Data Source Mapping
During onboarding, the same piece of client information — a name, a date of birth, an address — can arrive from several different systems: DigiLocker, the KRA (KYC Registration Agency), the CKYC (Central KYC) registry, a vendor API, or the customer themselves. This page documents which source wins when they conflict. You will refer back to it when debugging data mismatches or trying to understand why a particular field was prefilled with a value the client did not type in.
Resolution Priority
Section titled “Resolution Priority”When multiple sources provide the same field, the system uses a fixed precedence order to decide which value to keep.
1. DigiLocker > 2. CKYC (CERSAI) > 3. KRA Fetch > 4. Vendor API > 5. User Input
Rule: DigiLocker wins for identity fields. KRA/CKYC win for financial profile. User input only for data no source can provide (mobile, email, segment choice).
In plain English: the system trusts government-issued digital documents more than registry records, registry records more than third-party vendors, and vendor data more than what the customer typed in manually.
Field Distribution (~454 Total)
Section titled “Field Distribution (~454 Total)”The table below shows how the roughly 454 fields in the master dataset break down by origin. Notice that the vast majority are system-generated — timestamps, status codes, and audit logs that the customer never sees.
| Source | Fields | % | Examples |
|---|---|---|---|
| System Generated | ~350+ | 77% | Timestamps, IDs, status codes, audit logs, API responses, submission tracking |
| KRA/CKYC Prefill | ~40 | 9% | Occupation, income, net worth, FATCA, PEP, signature, CKYC number |
| DigiLocker | ~25 | 5.5% | Name, DOB, gender, photo, full address, father’s name, POI/POA |
| Vendor APIs | ~25 | 5.5% | PAN status, bank name match, AML score, face match, e-Sign metadata |
| User Types | ~12 | 3% | Mobile, PAN, DOB, email, bank a/c, IFSC, segments, marital status |
Source-to-Screen Mapping
Section titled “Source-to-Screen Mapping”This table connects the nine onboarding screens to their primary data sources. When investigating a bug on a specific screen, this tells you which integration to look at first.
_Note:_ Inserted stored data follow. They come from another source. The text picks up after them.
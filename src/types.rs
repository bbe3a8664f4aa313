//! Core types for answer-dl

use serde::{Deserialize, Serialize};
use serde_json::{Map, Value};
use std::path::PathBuf;

/// Identifier of a question on the remote site
#[derive(Clone, Debug, PartialEq, Eq, PartialOrd, Ord, Hash, Serialize, Deserialize)]
#[serde(transparent)]
pub struct QuestionId(pub String);

impl QuestionId {
    /// Create a new QuestionId
    pub fn new(id: impl Into<String>) -> Self {
        Self(id.into())
    }

    /// Borrow the raw identifier
    pub fn as_str(&self) -> &str {
        &self.0
    }
}

impl From<&str> for QuestionId {
    fn from(id: &str) -> Self {
        Self(id.to_string())
    }
}

impl From<String> for QuestionId {
    fn from(id: String) -> Self {
        Self(id)
    }
}

impl std::fmt::Display for QuestionId {
    fn fmt(&self, f: &mut std::fmt::Formatter<'_>) -> std::fmt::Result {
        f.write_str(&self.0)
    }
}

/// Ceiling on the number of answers collected for one question
///
/// Serialized as a signed integer: any negative value (conventionally `-1`)
/// means no ceiling.
#[derive(Clone, Copy, Debug, Default, PartialEq, Eq, Serialize, Deserialize)]
#[serde(from = "i64", into = "i64")]
pub enum AnswerLimit {
    /// Collect every answer the question has
    #[default]
    Unbounded,
    /// Collect at most this many answers
    AtMost(usize),
}

impl AnswerLimit {
    /// Number of answers to fetch given how many the question has
    pub fn target(self, total_available: usize) -> usize {
        match self {
            AnswerLimit::Unbounded => total_available,
            AnswerLimit::AtMost(ceiling) => ceiling.min(total_available),
        }
    }
}

impl From<i64> for AnswerLimit {
    fn from(value: i64) -> Self {
        if value < 0 {
            AnswerLimit::Unbounded
        } else {
            AnswerLimit::AtMost(value as usize)
        }
    }
}

impl From<AnswerLimit> for i64 {
    fn from(limit: AnswerLimit) -> Self {
        match limit {
            AnswerLimit::Unbounded => -1,
            AnswerLimit::AtMost(n) => n as i64,
        }
    }
}

impl std::str::FromStr for AnswerLimit {
    type Err = std::num::ParseIntError;

    fn from_str(s: &str) -> Result<Self, Self::Err> {
        Ok(AnswerLimit::from(s.trim().parse::<i64>()?))
    }
}

impl std::fmt::Display for AnswerLimit {
    fn fmt(&self, f: &mut std::fmt::Formatter<'_>) -> std::fmt::Result {
        match self {
            AnswerLimit::Unbounded => f.write_str("unbounded"),
            AnswerLimit::AtMost(n) => write!(f, "{}", n),
        }
    }
}

/// One answer record as returned by the answers API
///
/// The record is kept verbatim so it can be persisted unchanged. Only the
/// `id` and `content` fields are interpreted.
#[derive(Clone, Debug, PartialEq, Serialize, Deserialize)]
#[serde(transparent)]
pub struct Answer(pub Map<String, Value>);

impl Answer {
    /// Source-assigned identifier, rendered as a string whether the API sent
    /// a number or a string
    pub fn id(&self) -> Option<String> {
        match self.0.get("id")? {
            Value::Number(n) => Some(n.to_string()),
            Value::String(s) if !s.is_empty() => Some(s.clone()),
            _ => None,
        }
    }

    /// HTML content of the answer
    pub fn content(&self) -> Option<&str> {
        self.0.get("content").and_then(Value::as_str)
    }
}

/// A contiguous `(offset, limit)` slice of a question's answers
#[derive(Clone, Copy, Debug, PartialEq, Eq, Hash, Serialize, Deserialize)]
pub struct PageWindow {
    /// Index of the first answer in the window
    pub offset: usize,
    /// Number of answers requested
    pub limit: usize,
}

impl PageWindow {
    /// Create a window
    pub fn new(offset: usize, limit: usize) -> Self {
        Self { offset, limit }
    }

    /// Exclusive end of the window
    pub fn end(&self) -> usize {
        self.offset + self.limit
    }
}

impl std::fmt::Display for PageWindow {
    fn fmt(&self, f: &mut std::fmt::Formatter<'_>) -> std::fmt::Result {
        // 1-based, inclusive: "answers 21-40"
        write!(f, "answers {}-{}", self.offset + 1, self.end())
    }
}

/// Event emitted while crawling
///
/// Events mirror what is written to the log; subscribers use them to observe
/// progress without parsing log lines.
#[derive(Clone, Debug, Serialize, Deserialize)]
#[serde(tag = "type", rename_all = "snake_case")]
pub enum Event {
    /// Processing of a question started
    QuestionStarted {
        /// Question ID
        id: QuestionId,
    },

    /// Page snapshot written to disk
    SnapshotSaved {
        /// Question ID
        id: QuestionId,
        /// Snapshot path
        path: PathBuf,
    },

    /// Page snapshot already present, fetch skipped
    SnapshotSkipped {
        /// Question ID
        id: QuestionId,
        /// Snapshot path
        path: PathBuf,
    },

    /// Answer count and title read from the snapshot
    MetadataExtracted {
        /// Question ID
        id: QuestionId,
        /// Total answers reported by the page
        answer_count: usize,
        /// Question title, if found
        #[serde(skip_serializing_if = "Option::is_none")]
        title: Option<String>,
    },

    /// One answers window could not be fetched
    WindowFailed {
        /// Question ID
        id: QuestionId,
        /// The window that failed
        window: PageWindow,
        /// Error message
        error: String,
    },

    /// Answer collection finished (fetched or loaded from disk)
    AnswersCollected {
        /// Question ID
        id: QuestionId,
        /// Answers actually obtained
        obtained: usize,
        /// Answers targeted
        target: usize,
        /// Whether the collection was re-read from an existing file
        from_disk: bool,
    },

    /// Image downloaded
    ImageSaved {
        /// Owning answer ID
        answer_id: String,
        /// Source URL
        url: String,
        /// Destination path
        path: PathBuf,
    },

    /// Image already on disk, download skipped
    ImageSkipped {
        /// Owning answer ID
        answer_id: String,
        /// Destination path
        path: PathBuf,
    },

    /// Image download failed
    ImageFailed {
        /// Owning answer ID
        answer_id: String,
        /// Source URL
        url: String,
        /// Error message
        error: String,
    },

    /// Question fully processed
    QuestionComplete {
        /// Question ID
        id: QuestionId,
    },

    /// Question aborted by a fatal condition
    QuestionFailed {
        /// Question ID
        id: QuestionId,
        /// Machine-readable error code
        code: String,
        /// Error message
        error: String,
    },
}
| Screen | Primary Source | Fields Filled | User Input |
|---|---|---|---|
| Screen 1 | User + OTP | Mobile, email | 1-2 fields |
| Screen 2 | User + async APIs | PAN, DOB + KRA/CKYC/AML results | 2 fields |
| Screen 3 | DigiLocker | ~25 identity fields | 0 fields (redirect) |
| Screen 4 | Pre-filled from Screen 1-3 | Name, DOB, gender, address confirmed | 1 field (email) |
| Screen 5 | User + Penny Drop | Bank account, IFSC, beneficiary name | 3 fields |
| Screen 6 | User toggles + KRA prefill | Segment preferences, income range | Toggles only |
| Screen 7 | User | Nominee details | Variable |
| Screen 8 | System | Declaration checkboxes | Checkboxes |
| Screen 9 | Review + APIs | Face match, e-Sign | 0 fields (OTP) |